* DIRECTIONS FOR THIS TASK: The answer must be one number: how many lines in the records below contain the word "StoreResult".
DATA SECTION: Begin
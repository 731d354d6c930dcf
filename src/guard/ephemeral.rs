//! Ephemeral fingerprint classification and per-account device counts.
//!
//! A fingerprint that keeps showing up under different user agents is not a
//! stable device identity. Such fingerprints must never create or update
//! device-scoped scores or blocks.

use std::sync::Arc;

use async_trait::async_trait;
use serde::{Deserialize, Serialize};
use tracing::trace;

use crate::device::normalize_user_agent;
use crate::error::StoreResult;
use crate::ratelimit::types::RateLimitContext;
use crate::store::CorrelationStore;

/// Outcome of an ephemeral check.
#[derive(Debug, Clone, Copy, PartialEq, Eq)]
pub struct EphemeralCheck {
    pub is_ephemeral: bool,
    /// Distinct devices seen for the account within the device window
    pub account_device_count: u64,
    /// Whether this fingerprint was not yet known for the account
    pub is_new_device: bool,
}

#[async_trait]
pub trait EphemeralBucket: Send + Sync {
    /// `account_key` is the policy's derived account key; device counts are
    /// kept under it rather than under the raw account id.
    async fn check(
        &self,
        context: &RateLimitContext,
        fingerprint_hash: &str,
        account_key: Option<&str>,
    ) -> StoreResult<Option<EphemeralCheck>>;
}

#[derive(Debug, Clone, PartialEq, Eq, Serialize, Deserialize)]
pub struct EphemeralConfig {
    /// Distinct user agents per fingerprint that mark it ephemeral
    #[serde(default = "default_distinct_ua_limit")]
    pub distinct_ua_limit: u64,
    #[serde(default = "default_ua_window")]
    pub ua_window_secs: u64,
    #[serde(default = "default_device_window")]
    pub device_window_secs: u64,
}

fn default_distinct_ua_limit() -> u64 {
    3
}

fn default_ua_window() -> u64 {
    3600
}

fn default_device_window() -> u64 {
    30 * 86_400
}

impl Default for EphemeralConfig {
    fn default() -> Self {
        Self {
            distinct_ua_limit: default_distinct_ua_limit(),
            ua_window_secs: default_ua_window(),
            device_window_secs: default_device_window(),
        }
    }
}

/// Ephemeral bucket backed by correlation-store distinct sets.
pub struct CorrelationEphemeralBucket {
    correlation: Arc<dyn CorrelationStore>,
    config: EphemeralConfig,
}

impl CorrelationEphemeralBucket {
    pub fn new(correlation: Arc<dyn CorrelationStore>, config: EphemeralConfig) -> Self {
        Self {
            correlation,
            config,
        }
    }
}

#[async_trait]
impl EphemeralBucket for CorrelationEphemeralBucket {
    async fn check(
        &self,
        context: &RateLimitContext,
        fingerprint_hash: &str,
        account_key: Option<&str>,
    ) -> StoreResult<Option<EphemeralCheck>> {
        if fingerprint_hash.is_empty() {
            return Ok(None);
        }

        let ua = normalize_user_agent(&context.user_agent);
        let distinct_uas = self
            .correlation
            .add_distinct(
                &format!("ephemeral:ua:{}", fingerprint_hash),
                &ua,
                self.config.ua_window_secs,
            )
            .await?;
        let is_ephemeral = distinct_uas >= self.config.distinct_ua_limit;

        let (account_device_count, is_new_device) = match account_key {
            Some(account_key) => {
                let count = self
                    .correlation
                    .add_distinct(
                        &format!("ephemeral:devices:{}", account_key),
                        fingerprint_hash,
                        self.config.device_window_secs,
                    )
                    .await?;
                let sightings = self
                    .correlation
                    .increment_watch_flag(
                        &format!("ephemeral:seen:{}:{}", account_key, fingerprint_hash),
                        self.config.device_window_secs,
                    )
                    .await?;
                (count, sightings == 1)
            }
            None => (0, false),
        };

        trace!(distinct_uas, is_ephemeral, account_device_count, "Ephemeral check");
        Ok(Some(EphemeralCheck {
            is_ephemeral,
            account_device_count,
            is_new_device,
        }))
    }
}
DATA SECTION: End
* WRITTEN SOLUTION: 3